If I have more pieces of equipment running the same day each is treated similarly.

Now we have to put an operator in the seat, he gets billed out at so much per hour and it does not matter if he is on a machine or talking with the job super or H/O, he is on billable time even if the equipment is idle and we are doing lay out, utility location, whatever, man on site should be getting paid. 

If I have 3 machines and 1 operator, I get 1 daily rate for operator and 1 daily rate for each of the machines. 

When I bid contract work I try and factor in some of the "off-site" work into the bid so I get paid for some of the running around, loading tools, scheduling trucks, and the other stuff we do but no one sees and we never get paid for.

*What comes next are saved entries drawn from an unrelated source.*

// SPDX-License-Identifier: MIT
//! Little-endian primitives shared by every payload codec
//!
//! Writers append to a `Vec<u8>`; [`WireReader`] walks a borrowed slice and
//! returns `None` instead of panicking when the input runs short.

#[inline]
pub fn put_u8(buffer: &mut Vec<u8>, value: u8) {
    buffer.push(value);
}

#[inline]
pub fn put_u16(buffer: &mut Vec<u8>, value: u16) {
    buffer.extend_from_slice(&value.to_le_bytes());
}

#[inline]
pub fn put_u32(buffer: &mut Vec<u8>, value: u32) {
    buffer.extend_from_slice(&value.to_le_bytes());
}

#[inline]
pub fn put_u64(buffer: &mut Vec<u8>, value: u64) {
    buffer.extend_from_slice(&value.to_le_bytes());
}

#[inline]
pub fn put_i64(buffer: &mut Vec<u8>, value: i64) {
    buffer.extend_from_slice(&value.to_le_bytes());
}

/// Append a `u32` byte length followed by the raw bytes (no terminator, no padding)
///
/// Returns `None` when the value is longer than `u32::MAX` bytes.
pub fn put_bytes(buffer: &mut Vec<u8>, value: &[u8]) -> Option<()> {
    let len = u32::try_from(value.len()).ok()?;
    put_u32(buffer, len);
    buffer.extend_from_slice(value);
    Some(())
}

/// Append a length-prefixed UTF-8 string
#[inline]
pub fn put_string(buffer: &mut Vec<u8>, value: &str) -> Option<()> {
    put_bytes(buffer, value.as_bytes())
}

/// Cursor over a little-endian byte slice
#[derive(Debug, Clone)]
pub struct WireReader<'a> {
    data: &'a [u8],
    pos: usize,
}

impl<'a> WireReader<'a> {
    pub fn new(data: &'a [u8]) -> Self {
        Self { data, pos: 0 }
    }

    /// Number of unread bytes
    #[inline]
    pub fn remaining(&self) -> usize {
        self.data.len() - self.pos
    }

    #[inline]
    pub fn is_empty(&self) -> bool {
        self.remaining() == 0
    }

    /// Current cursor offset from the start of the slice
    #[inline]
    pub fn position(&self) -> usize {
        self.pos
    }

    /// Take the next `len` bytes (zero-copy)
    pub fn bytes(&mut self, len: usize) -> Option<&'a [u8]> {
        let end = self.pos.checked_add(len)?;
        let out = self.data.get(self.pos..end)?;
        self.pos = end;
        Some(out)
    }

    fn array<const N: usize>(&mut self) -> Option<[u8; N]> {
        self.bytes(N)?.try_into().ok()
    }

    pub fn u8(&mut self) -> Option<u8> {
        self.array::<1>().map(|b| b[0])
    }

    pub fn u16(&mut self) -> Option<u16> {
        self.array().map(u16::from_le_bytes)
    }

    pub fn u32(&mut self) -> Option<u32> {
        self.array().map(u32::from_le_bytes)
    }

    pub fn u64(&mut self) -> Option<u64> {
        self.array().map(u64::from_le_bytes)
    }

    pub fn i64(&mut self) -> Option<i64> {
        self.array().map(i64::from_le_bytes)
    }

    /// Read a `u32` length prefix and that many bytes
    pub fn len_prefixed(&mut self) -> Option<&'a [u8]> {
        let start = self.pos;
        let len = self.u32()? as usize;
        match self.bytes(len) {
            Some(bytes) => Some(bytes),
            None => {
                self.pos = start;
                None
            }
        }
    }

    /// Read a length-prefixed string; fails on short input or invalid UTF-8
    pub fn string(&mut self) -> Option<String> {
        let start = self.pos;
        let bytes = self.len_prefixed()?;
        match std::str::from_utf8(bytes) {
            Ok(s) => Some(s.to_owned()),
            Err(_) => {
                self.pos = start;
                None
            }
        }
    }
}

#[cfg(test)]
mod tests {
    use super::*;

    #[test]
    fn test_integers_are_little_endian() {
        let mut buffer = Vec::new();
        put_u16(&mut buffer, 0x0102);
        put_u32(&mut buffer, 0x0304_0506);
        put_u64(&mut buffer, 0x0708_090A_0B0C_0D0E);
        put_i64(&mut buffer, -2);

        assert_eq!(&buffer[0..2], &[0x02, 0x01]);
        assert_eq!(&buffer[2..6], &[0x06, 0x05, 0x04, 0x03]);
        assert_eq!(
            &buffer[6..14],
            &[0x0E, 0x0D, 0x0C, 0x0B, 0x0A, 0x09, 0x08, 0x07]
        );
        assert_eq!(&buffer[14..22], &[0xFE, 0xFF, 0xFF, 0xFF, 0xFF, 0xFF, 0xFF, 0xFF]);

        let mut reader = WireReader::new(&buffer);
        assert_eq!(reader.u16(), Some(0x0102));
        assert_eq!(reader.u32(), Some(0x0304_0506));
        assert_eq!(reader.u64(), Some(0x0708_090A_0B0C_0D0E));
        assert_eq!(reader.i64(), Some(-2));
        assert!(reader.is_empty());
    }

    #[test]
    fn test_string_layout() {
        let mut buffer = Vec::new();
        put_string(&mut buffer, "héllo").unwrap();
        assert_eq!(&buffer[0..4], &6u32.to_le_bytes());
        assert_eq!(&buffer[4..], "héllo".as_bytes());

        let mut reader = WireReader::new(&buffer);
        assert_eq!(reader.string().as_deref(), Some("héllo"));
    }

    #[test]
    fn test_short_string_fails_without_advancing() {
        let mut buffer = Vec::new();
        put_u32(&mut buffer, 10);
        buffer.extend_from_slice(b"abc");

        let mut reader = WireReader::new(&buffer);
        assert!(reader.string().is_none());
        assert_eq!(reader.position(), 0);
    }

    #[test]
    fn test_reads_past_end_return_none() {
        let mut reader = WireReader::new(&[1, 2, 3]);
        assert!(reader.u32().is_none());
        assert_eq!(reader.u16(), Some(0x0201));
        assert!(reader.u16().is_none());
        assert_eq!(reader.u8(), Some(3));
        assert!(reader.u8().is_none());
    }
}
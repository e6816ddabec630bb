// SPDX-License-Identifier: MIT
//! In-memory document model shared with the editor
//!
//! The editor mutates these types directly; the codec only reads them on save
//! and builds fresh ones on load.

use serde::{Deserialize, Serialize};

/// Reserved block ID of the metadata pseudo-block
pub const METADATA_BLOCK_ID: u64 = 0;

/// Reserved block ID of the formatting-directive pseudo-block
pub const DIRECTIVE_BLOCK_ID: u64 = u64::MAX;

/// Paragraph gap used when a file predates the settings bytes
pub const DEFAULT_PARAGRAPH_GAP: u16 = 8;

/// Font size of text with no explicit styling
pub const DEFAULT_FONT_SIZE_PT: u16 = 14;

/// Color of text with no explicit styling
pub const DEFAULT_COLOR_RGBA: u32 = 0x2020_20FF;

/// Font family, persisted as a single byte
#[derive(Debug, Clone, Copy, PartialEq, Eq, Hash, Default, Serialize, Deserialize)]
#[repr(u8)]
pub enum FontFamily {
    #[default]
    Sans = 0,
    Serif = 1,
    Monospace = 2,
}

impl FontFamily {
    /// Decode a persisted byte, coercing unknown values to `Sans`
    #[inline]
    pub fn from_u8_lossy(value: u8) -> Self {
        Self::try_from(value).unwrap_or_default()
    }

    #[inline]
    pub fn as_u8(self) -> u8 {
        self as u8
    }
}

impl TryFrom<u8> for FontFamily {
    type Error = u8;

    fn try_from(value: u8) -> Result<Self, Self::Error> {
        match value {
            0 => Ok(FontFamily::Sans),
            1 => Ok(FontFamily::Serif),
            2 => Ok(FontFamily::Monospace),
            other => Err(other),
        }
    }
}

/// Kind of a block, as stored in the TOC
///
/// Only `Text` is persistable as document content. `Media` and `Script` are
/// reserved slots; `Unknown` carries kinds written by newer encoders so the
/// decoder can skip them.
#[derive(Debug, Clone, Copy, PartialEq, Eq, Hash, Serialize, Deserialize)]
pub enum BlockKind {
    Metadata,
    Text,
    Media,
    Style,
    Script,
    Unknown(u8),
}

impl BlockKind {
    pub fn from_u8(value: u8) -> Self {
        match value {
            0 => BlockKind::Metadata,
            1 => BlockKind::Text,
            2 => BlockKind::Media,
            3 => BlockKind::Style,
            4 => BlockKind::Script,
            other => BlockKind::Unknown(other),
        }
    }

    pub fn as_u8(self) -> u8 {
        match self {
            BlockKind::Metadata => 0,
            BlockKind::Text => 1,
            BlockKind::Media => 2,
            BlockKind::Style => 3,
            BlockKind::Script => 4,
            BlockKind::Unknown(other) => other,
        }
    }
}

/// Document-level metadata and display settings
#[derive(Debug, Clone, PartialEq, Eq, Serialize, Deserialize)]
pub struct Metadata {
    pub author: String,
    pub title: String,
    pub created_unix: i64,
    pub modified_unix: i64,
    pub paged_mode: bool,
    /// Display hint, in points
    pub paragraph_gap: u16,
    pub preferred_font_family: FontFamily,
}

impl Default for Metadata {
    fn default() -> Self {
        Self {
            author: String::new(),
            title: String::new(),
            created_unix: 0,
            modified_unix: 0,
            paged_mode: false,
            paragraph_gap: DEFAULT_PARAGRAPH_GAP,
            preferred_font_family: FontFamily::Sans,
        }
    }
}

/// Character attributes of a style run
#[derive(Debug, Clone, Copy, PartialEq, Eq, Hash, Serialize, Deserialize)]
pub struct StyleAttr {
    pub bold: bool,
    pub italic: bool,
    pub underline: bool,
    pub highlight: bool,
    pub font_family: FontFamily,
    pub font_size_pt: u16,
    /// Packed R,G,B,A from high to low byte
    pub color_rgba: u32,
}

impl StyleAttr {
    const BOLD: u8 = 1 << 0;
    const ITALIC: u8 = 1 << 1;
    const UNDERLINE: u8 = 1 << 2;
    const HIGHLIGHT: u8 = 1 << 3;

    /// Pack the boolean attributes into the persisted flags byte
    pub fn flags(&self) -> u8 {
        let mut flags = 0;
        if self.bold {
            flags |= Self::BOLD;
        }
        if self.italic {
            flags |= Self::ITALIC;
        }
        if self.underline {
            flags |= Self::UNDERLINE;
        }
        if self.highlight {
            flags |= Self::HIGHLIGHT;
        }
        flags
    }

    /// Rebuild attributes from persisted parts
    pub fn from_parts(flags: u8, font_family: FontFamily, font_size_pt: u16, color_rgba: u32) -> Self {
        Self {
            bold: flags & Self::BOLD != 0,
            italic: flags & Self::ITALIC != 0,
            underline: flags & Self::UNDERLINE != 0,
            highlight: flags & Self::HIGHLIGHT != 0,
            font_family,
            font_size_pt,
            color_rgba,
        }
    }
}

/// The attribute of text with no explicit styling
impl Default for StyleAttr {
    fn default() -> Self {
        Self {
            bold: false,
            italic: false,
            underline: false,
            highlight: false,
            font_family: FontFamily::Sans,
            font_size_pt: DEFAULT_FONT_SIZE_PT,
            color_rgba: DEFAULT_COLOR_RGBA,
        }
    }
}

/// Half-open byte range `[start, end)` of a text block with its attributes
#[derive(Debug, Clone, Copy, PartialEq, Eq, Serialize, Deserialize)]
pub struct StyleRun {
    pub start: u32,
    pub end: u32,
    pub attr: StyleAttr,
}

impl StyleRun {
    pub fn new(start: u32, end: u32, attr: StyleAttr) -> Self {
        Self { start, end, attr }
    }

    #[inline]
    pub fn len(&self) -> u32 {
        self.end.saturating_sub(self.start)
    }

    #[inline]
    pub fn is_empty(&self) -> bool {
        self.len() == 0
    }
}

/// Raw UTF-8 text plus its style runs
#[derive(Debug, Clone, Default, PartialEq, Eq, Serialize, Deserialize)]
pub struct TextBlock {
    pub utf8: Vec<u8>,
    pub runs: Vec<StyleRun>,
}

impl TextBlock {
    pub fn new(text: impl Into<String>) -> Self {
        Self {
            utf8: text.into().into_bytes(),
            runs: Vec::new(),
        }
    }

    pub fn with_runs(mut self, runs: Vec<StyleRun>) -> Self {
        self.runs = runs;
        self
    }

    /// Text as `&str`, if the buffer holds valid UTF-8
    pub fn as_str(&self) -> Option<&str> {
        std::str::from_utf8(&self.utf8).ok()
    }
}

/// One block of a document
#[derive(Debug, Clone, PartialEq, Eq, Serialize, Deserialize)]
pub struct Block {
    /// Caller-assigned, unique, non-zero, not `u64::MAX`
    pub id: u64,
    pub kind: BlockKind,
    pub text: Option<TextBlock>,
}

impl Block {
    /// Create a text block
    pub fn text(id: u64, text: TextBlock) -> Self {
        Self {
            id,
            kind: BlockKind::Text,
            text: Some(text),
        }
    }
}

/// Root aggregate: metadata plus ordered blocks
///
/// `Clone` is a deep copy and is what undo snapshots use.
#[derive(Debug, Clone, Default, PartialEq, Eq, Serialize, Deserialize)]
pub struct Document {
    pub metadata: Metadata,
    pub blocks: Vec<Block>,
}

impl Document {
    /// Create an empty document stamped with the current time
    pub fn new(author: impl Into<String>, title: impl Into<String>) -> Self {
        let now = chrono::Utc::now().timestamp();
        Self {
            metadata: Metadata {
                author: author.into(),
                title: title.into(),
                created_unix: now,
                modified_unix: now,
                ..Metadata::default()
            },
            blocks: Vec::new(),
        }
    }

    /// Append a text block and return its ID
    pub fn push_text(&mut self, id: u64, text: TextBlock) -> u64 {
        self.blocks.push(Block::text(id, text));
        id
    }
}

/// Deep copy of a document (undo/redo snapshots)
pub fn clone_document(doc: &Document) -> Document {
    doc.clone()
}

/// Style run addressed by block ID, as persisted in the directive payload
#[derive(Debug, Clone, Copy, PartialEq, Eq)]
pub struct FormattingDirectiveEntry {
    pub block_id: u64,
    pub start: u32,
    pub end: u32,
    pub attr: StyleAttr,
}

impl FormattingDirectiveEntry {
    pub fn run(&self) -> StyleRun {
        StyleRun::new(self.start, self.end, self.attr)
    }
}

Now the rates for your equipment and labor would have to be decided by you based on what you can get locally.

I hope this makes sense.


----------



## Vinny (Jul 21, 2007)

cexcavation said:


> Thanks for the advice guys:thumbsup: I think what I am noticing is that since I am a one man show, I only bill out for what I am running at the particular time......this seems fair on one hand, but on the other, I have 3pieces of equipment, a 10yd dump, trailer, compactor, etc. sitting on the jobsite essentially for free. Jason


I'm a little lost here Jason. I cant for the life of me see how you only billed less than 900 hours in a year for your time, and you were always busy working at the site at least 8 hours per day. It sounds like you may not be focused on making money and are instead focused on working, which is easy to let happen as a 1 man operation. 

IMHO, the problem is not the fact that you area a 1 man band. And frankly, the way you are dividing / invoicing the time on the variuos pieces of iron seems not only fair, but correct. I say this because if I were a client of yours, I would not expect you (nor would I pay you) to charge me an hour of excavator time while you were trucking a load of fill across town, and billing me for that too while the digger stood still. 

Again, IMHO, it sounds like there is either a "nice guy" problem or a managment problem, both of which are your problems if this is the problem. BTW, I aploigize in advance if that seemed to harsh. I dont know you and dont want to sound critiacal, but you asked for opinions / suggestions so.....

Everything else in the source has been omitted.